Jules aurait aimé de tout son être rire à cette boutade de son ami, mais cela le blessa purement et simplement. Il y avait des blessures qui ne se refermeraient jamais, et sa mère en était une. Il ne savait que penser, car le Martin qu'il avait connu aurait su identifier les limites à ne pas franchir. Or, quelque chose en lui avait changé. Il n'aurait su dire quoi, mais il semblait plus aigri, beaucoup moins sûr de lui. Martin voyait bien dans le regard de Jules qu'il l'avait contrarié. Il proposa d'oublier cela avec un second verre que Jules déclina. Martin ne comptait pas laisser partir son ami si tôt, surtout sur un malentendu, alors il lui attrapa la main lorsque Jules montra les premiers signes d'un départ imminent.

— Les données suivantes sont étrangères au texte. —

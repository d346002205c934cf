use std::ops::Range;

/// Byte spans of the eight raw field values inside one input line
///
/// Spans index into the line the locator was given; nothing is copied.
/// `dst_addr` is the whole address string, kept for the address-family check.
#[derive(Debug, Clone, PartialEq, Eq)]
pub struct RawFields {
    pub dst_addr: Range<usize>,
    pub octets: [Range<usize>; 4],
    pub rtt: [Range<usize>; 3],
    pub prb_id: Range<usize>,
}

impl RawFields {
    /// Resolve a span against the line it was located in
    pub fn slice<'a>(line: &'a [u8], span: &Range<usize>) -> &'a [u8] {
        &line[span.clone()]
    }
}
//! Per-path latency statistics with iterative sigma clipping
//!
//! Samples are grouped by (probe, destination). For each group the mean and
//! population standard deviation are computed, samples further than
//! `k * stddev` from the mean are dropped, and the process repeats until no
//! sample is dropped or the iteration limit is reached.

use std::collections::BTreeMap;
use std::net::Ipv4Addr;
use std::path::Path;

use anyhow::Result;
use rayon::prelude::*;
use serde::Serialize;
use thiserror::Error;
use tracing::warn;

use super::reader::read_record_dir;
use crate::models::PingRecord;

pub const DEFAULT_SIGMA: f64 = 3.0;
pub const DEFAULT_ITERATIONS: usize = 3;

#[derive(Error, Debug, Clone, PartialEq, Eq)]
pub enum StatsError {
    #[error("no samples")]
    Empty,

    #[error("overflow computing {0}")]
    Overflow(&'static str),
}

/// Result of sigma clipping one group of samples
#[derive(Debug, Clone, Copy, PartialEq, Serialize)]
pub struct LatencyInfo {
    pub mean: f64,
    pub std_dev: f64,
    /// Samples before clipping
    pub samples: usize,
    /// Samples that survived clipping
    pub kept: usize,
}

/// Latency summary of one (probe, destination) path
#[derive(Debug, Clone, PartialEq, Serialize)]
pub struct PathStats {
    pub prb_id: u32,
    pub dst_addr: Ipv4Addr,
    #[serde(flatten)]
    pub latency: LatencyInfo,
}

/// Sigma-clipped mean and population standard deviation
///
/// The returned mean and deviation are those of the last iteration evaluated.
/// A `max_iter` of zero is treated as one.
///
/// # Errors
///
/// - [`StatsError::Empty`] if there are no samples left to evaluate
/// - [`StatsError::Overflow`] if a sum is not finite
pub fn sigma_clip(data: &[f32], k: f64, max_iter: usize) -> Result<LatencyInfo, StatsError> {
    let mut current: Vec<f32> = data.to_vec();
    let mut mean = 0.0;
    let mut std_dev = 0.0;

    for _ in 0..max_iter.max(1) {
        if current.is_empty() {
            return Err(StatsError::Empty);
        }
        let n = current.len() as f64;

        let sum: f64 = current.iter().map(|&v| f64::from(v)).sum();
        if !sum.is_finite() {
            return Err(StatsError::Overflow("sum"));
        }
        mean = sum / n;

        let squares: f64 = current.iter().map(|&v| (f64::from(v) - mean).powi(2)).sum();
        if !squares.is_finite() {
            return Err(StatsError::Overflow("stddev"));
        }
        std_dev = (squares / n).sqrt();

        let threshold = k * std_dev;
        let filtered: Vec<f32> =
            current.iter().copied().filter(|&v| (f64::from(v) - mean).abs() <= threshold).collect();

        if filtered.len() == current.len() {
            break;
        }
        current = filtered;
    }

    Ok(LatencyInfo { mean, std_dev, samples: data.len(), kept: current.len() })
}

/// Gather all RTT samples per (probe id, destination)
pub fn group_samples<'a, I>(records: I) -> BTreeMap<(u32, Ipv4Addr), Vec<f32>>
where
    I: IntoIterator<Item = &'a PingRecord>,
{
    let mut groups: BTreeMap<(u32, Ipv4Addr), Vec<f32>> = BTreeMap::new();
    for record in records {
        groups.entry((record.prb_id, record.dst_ip())).or_default().extend_from_slice(&record.rtt);
    }
    groups
}

/// Clip every group in parallel; groups that cannot be summarised are logged and left out
pub fn path_stats(
    groups: &BTreeMap<(u32, Ipv4Addr), Vec<f32>>,
    k: f64,
    max_iter: usize,
) -> Vec<PathStats> {
    let entries: Vec<_> = groups.iter().collect();

    entries
        .par_iter()
        .filter_map(|((prb_id, dst_addr), samples)| match sigma_clip(samples, k, max_iter) {
            Ok(latency) => Some(PathStats { prb_id: *prb_id, dst_addr: *dst_addr, latency }),
            Err(e) => {
                warn!("Skipping probe {} -> {}: {}", prb_id, dst_addr, e);
                None
            }
        })
        .collect()
}

/// Load every record file in `dir` and summarise each path
pub fn collect_path_stats(dir: &Path, k: f64, max_iter: usize) -> Result<Vec<PathStats>> {
    let files = read_record_dir(dir)?;
    let groups = group_samples(files.iter().flatten());
    Ok(path_stats(&groups, k, max_iter))
}
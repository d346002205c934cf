//! Field extraction for newline-delimited ping measurement results
//!
//! # Extraction Strategy
//!
//! Lines are never parsed as JSON. Each input layout is a fixed sequence of
//! anchor tokens, and values are captured as byte spans between an anchor and
//! a delimiter:
//!
//! - **Locating**: A [`FieldLocator`] walks one forward [`scan::Cursor`] over the
//!   line. Every anchor search is bounded by a stop byte (or end of line), so a
//!   missing field cannot be satisfied by unrelated content further along.
//!
//! - **Guarding**: Values the 20-byte record cannot hold (IPv6 destinations,
//!   quoted RTT sentinels such as `"*"`) are rejected before numeric parsing.
//!
//! - **Parsing**: Spans are converted with strict rules: no trailing bytes,
//!   octets in [0, 255], non-negative probe ids and RTTs.
//!
//! Every failure is a [`LineError`]. A line either yields one complete
//! [`PingRecord`](crate::models::PingRecord) or nothing.

pub mod atlas;
pub mod compact;
pub mod error;
pub mod fields;
pub mod guard;
pub mod locator;
pub mod ping;
pub mod scan;

pub use atlas::AtlasLocator;
pub use compact::CompactLocator;
pub use error::{Field, LineError};
pub use locator::{FieldLocator, Schema};
pub use ping::parse_ping_line;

"Reste, s'il te plaît. Je... je suis désolé.
- Ils t'ont appris à présenter tes excuses, dans ton école ?!... Un seul verre de plus. Il est déjà tard, Clémence va s'inquiéter après.
- Tu m'as manqué, Jules."
Le feu qui brûlait dans le regard de Martin avait totalement disparu. Jules n'en revenait pas : il découvrait la vulnérabilité de son ami de la manière la plus brute, sans aucun artifice. Tout passait dans le regard, et il n'aurait su expliquer ce que cela provoquait en lui. Tout ce dont il était sûr, c'est qu'il ne restait pas indifférent à la détresse silencieuse de son ami. Ses voyages l'avaient changé. Quelque chose s'était brisé en lui, et cela peinait Jules d'en faire le constat. Alors il serra la main de son ami en retour, par compassion, puis prit son verre et le but cul-sec.
"Doucement, Jules ! Ça se déguste un whisky comme celui là !
- Alors sers-m'en un autre !"
Les deux amis, alcool aidant, se racontèrent leurs vies, leurs espoirs, leurs déceptions. Ils refirent le monde à mesure que la température augmentait dans leurs esprits. Peu à peu, Jules retrouvait ce Martin qu'il aimait tant : le garçon vif et rusé, qui maniait les mots habilement non sans une touche de sarcasme prononcée. Ils rirent et burent de bon cœur. Puis Martin posa son verre, fixa Jules dans les yeux, et ce que Jules vit en retour le paralysa : une flamme brillait bien dans les yeux de Martin, mais ce n'était pas celle qu'il lui connaissait. Et pourtant, elle était magnifique celle-ci, pure. Martin détourna son regard un instant, les larmes commencèrent à perler, mais Jules ne les remarqua pas, puis il s'élança vers la bouche de l'homme aux yeux azur et le gratifia d'un baiser passionné. Jules le repoussa instinctivement.
"Putain, mais c'est quoi ton problème ?!"
La relative distance entre les deux visages lui permettait de voir les larmes de son ami. Il put y lire une détresse sans pareille, et autre chose. Il commençait à comprendre ce qu'était cette nouvelle flamme : du désir. Il commençait à s'impatienter, l'alcool l'enivrait, il perdait en discernement à mesure que la chaleur éthylique s'emparait de lui. Il ne savait plus quoi faire : d'un côté, il voulait partir, et fuir, mais de l'autre, voir son ami dans un tel état lui fendait le cœur, lui qui lui avait tellement apporté, il avait envie de le prendre dans ses bras. Au diable la fierté masculine, Martin avait besoin de lui !... Mais il sentait que s'il se rapprochait physiquement de Martin, ils allaient tous les deux le regretter. Il ne prit pas le temps de réfléchir plus à la question et attrapa son ami par le cou et vint le coller contre lui. Martin ne lutta pas. Il pleura dans les bras de Jules.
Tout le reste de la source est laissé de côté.